People Who Played Pokemon As Kids Have A “Pokemon Region” In Their Brains, A New Study Says

If anyone ever gives you grief about your lifelong Pokemon obsession, tell them that they’ve got people like you to thank for some new information about how our brains develop and learn to organize different visual stimuli. According to a new study, people who played the Pokemon games when they were kids have a “Pokemon region” in their brains — an area of the brain that responds uniquely to pictures of Pokemon in a way that it doesn’t for people who didn’t grow up playing the games.

The study, which comes from researchers working out of Stanford and was published recently in the journal Nature Human Behavior, isn’t really about Pokemon, of course; it’s about how our early childhood visual experience might help determine the way our brains organize visual information as adults.
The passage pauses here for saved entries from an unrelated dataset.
//! UseCase layer: one usecase per relay operation.
//!
//! Every mutating usecase takes a turn on the shared [`EventLoop`] so that the
//! state change and the frames it produces are never interleaved with another
//! operation.

pub mod connect_connection;
pub mod disconnect_connection;
pub mod error;
pub mod event_loop;
pub mod get_relay_status;
pub mod join_channel;
pub mod leave_channel;
pub mod relay_message;

pub use connect_connection::ConnectConnectionUseCase;
pub use disconnect_connection::DisconnectConnectionUseCase;
pub use error::RelayError;
pub use event_loop::EventLoop;
pub use get_relay_status::{GetRelayStatusUseCase, RelayHealth};
pub use join_channel::JoinChannelUseCase;
pub use leave_channel::LeaveChannelUseCase;
pub use relay_message::{DeliveryRecord, RelayMessageUseCase};

use crate::domain::ChannelId;

/// Validate a channel id taken from a client frame.
pub(crate) fn require_channel_id(raw: Option<String>) -> Result<ChannelId, RelayError> {
    let raw = raw.ok_or(RelayError::MissingChannelId)?;
    ChannelId::new(raw).map_err(RelayError::InvalidChannelId)
}
//! Conversion logic between DTOs and domain types.

use serde_json::Value;

use crate::domain::{ChannelRoster, Connection, IdentityClaims, Notification, PresenceChange};
use crate::infrastructure::dto::{http, websocket as dto};
use crate::usecase::RelayHealth;

// ========================================
// DTO → Domain
// ========================================

impl From<dto::UserDto> for IdentityClaims {
    fn from(dto: dto::UserDto) -> Self {
        Self::new(dto.id, dto.name, dto.email)
    }
}

/// Read identity claims out of a free-form `user_info` object.
///
/// Clients are inconsistent about field types, so numeric strings are
/// accepted for `id` and `username` is accepted for `name`. Returns `None`
/// when nothing usable is present.
pub fn identity_from_user_info(user_info: &Value) -> Option<IdentityClaims> {
    let object = user_info.as_object()?;

    let id = object
        .get("id")
        .or_else(|| object.get("user_id"))
        .and_then(|id| match id {
            Value::Number(number) => number.as_i64(),
            Value::String(text) => text.trim().parse().ok(),
            _ => None,
        });
    let text_field = |keys: &[&str]| {
        keys.iter()
            .filter_map(|key| object.get(*key).and_then(Value::as_str))
            .map(str::trim)
            .find(|value| !value.is_empty())
            .map(str::to_string)
    };
    let name = text_field(&["name", "username"]);
    let email = text_field(&["email"]);

    if id.is_none() && name.is_none() && email.is_none() {
        return None;
    }
    Some(IdentityClaims::new(id, name, email))
}

// ========================================
// Domain → DTO
// ========================================

impl From<IdentityClaims> for dto::UserDto {
    fn from(identity: IdentityClaims) -> Self {
        Self {
            id: identity.id,
            name: identity.name,
            email: identity.email,
        }
    }
}

fn user(identity: Option<IdentityClaims>) -> Option<dto::UserDto> {
    identity.map(dto::UserDto::from)
}

impl From<Notification> for dto::ServerEvent {
    fn from(notification: Notification) -> Self {
        match notification {
            Notification::ConnectionStatus {
                connection_id,
                server_time,
            } => Self::ConnectionStatus {
                status: "connected".to_string(),
                connection_id: connection_id.into_string(),
                server_time: server_time.value(),
            },
            Notification::ChannelJoined {
                channel_id,
                timestamp,
                active_members,
            } => Self::ChannelJoined {
                channel_id: channel_id.into_string(),
                timestamp: timestamp.value(),
                active_members,
            },
            Notification::UserJoined(PresenceChange {
                channel_id,
                connection_id,
                user: identity,
                timestamp,
                active_members,
            }) => Self::UserJoined {
                channel_id: channel_id.into_string(),
                connection_id: connection_id.into_string(),
                user: user(identity),
                timestamp: timestamp.value(),
                active_members,
            },
            Notification::UserLeft(PresenceChange {
                channel_id,
                connection_id,
                user: identity,
                timestamp,
                active_members,
            }) => Self::UserLeft {
                channel_id: channel_id.into_string(),
                connection_id: connection_id.into_string(),
                user: user(identity),
                timestamp: timestamp.value(),
                active_members,
            },
            Notification::ChatMessage {
                message_id,
                channel_id,
                content,
                sender,
                user: identity,
                timestamp,
            } => Self::ChatMessage {
                message_id: message_id.into_string(),
                channel_id: channel_id.into_string(),
                content,
                connection_id: sender.into_string(),
                user: user(identity),
                timestamp: timestamp.value(),
            },
            Notification::Typing {
                channel_id,
                sender,
                user: identity,
                is_typing,
                timestamp,
            } => Self::Typing {
                channel_id: channel_id.into_string(),
                connection_id: sender.into_string(),
                user: user(identity),
                is_typing,
                timestamp: timestamp.value(),
            },
            Notification::ReadStatus {
                channel_id,
                sender,
                user: identity,
                timestamp,
            } => Self::ReadStatus {
                channel_id: channel_id.into_string(),
                connection_id: sender.into_string(),
                user: user(identity),
                timestamp: timestamp.value(),
            },
        }
    }
}

impl From<Connection> for http::ChannelMemberDto {
    fn from(connection: Connection) -> Self {
        Self {
            connection_id: connection.id.into_string(),
            user: user(connection.identity),
            connected_at: connection.connected_at.value(),
        }
    }
}

impl From<ChannelRoster> for http::ChannelStatusDto {
    fn from(roster: ChannelRoster) -> Self {
        Self {
            channel_id: roster.channel_id.into_string(),
            member_count: roster.members.len(),
            members: roster.members.into_iter().map(Into::into).collect(),
        }
    }
}

impl From<RelayHealth> for http::HealthDto {
    fn from(health: RelayHealth) -> Self {
        Self {
            status: "ok".to_string(),
            connections: health.connections,
            channels: health.channels,
            server_time: health.server_time.value(),
        }
    }
}

impl http::DebugChannelsDto {
    pub fn from_rosters(
        rosters: Vec<ChannelRoster>,
        total_connections: usize,
        consistent: bool,
    ) -> Self {
        Self {
            channels: rosters
                .into_iter()
                .map(|roster| {
                    (
                        roster.channel_id.into_string(),
                        roster.members.into_iter().map(Into::into).collect(),
                    )
                })
                .collect(),
            total_connections,
            consistent,
        }
    }
}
The Pokemon are just an example of a unique visual stimulus. But not only is the method of research particularly ingenious, it also tells us valuable new information about how our brains develop.

Per the Verge, the way questions about how developing brains learn to process new visual stimuli would typically be studied is by working with a group of kids with still-developing brains. But since the methods used would involve long sessions with a lot of repetition — you’d have to bring in the kids, show them the same images under the same conditions repeatedly in order to teach them the stimulus, then take a look at which regions in their brains react — it can be… uh, somewhat questionable. As study co-author Jesse Gomez explained to the Verge, “It seems a little bit unethical to have a kid come in and trap them for eight hours a day and have them learn a new visual stimulus.”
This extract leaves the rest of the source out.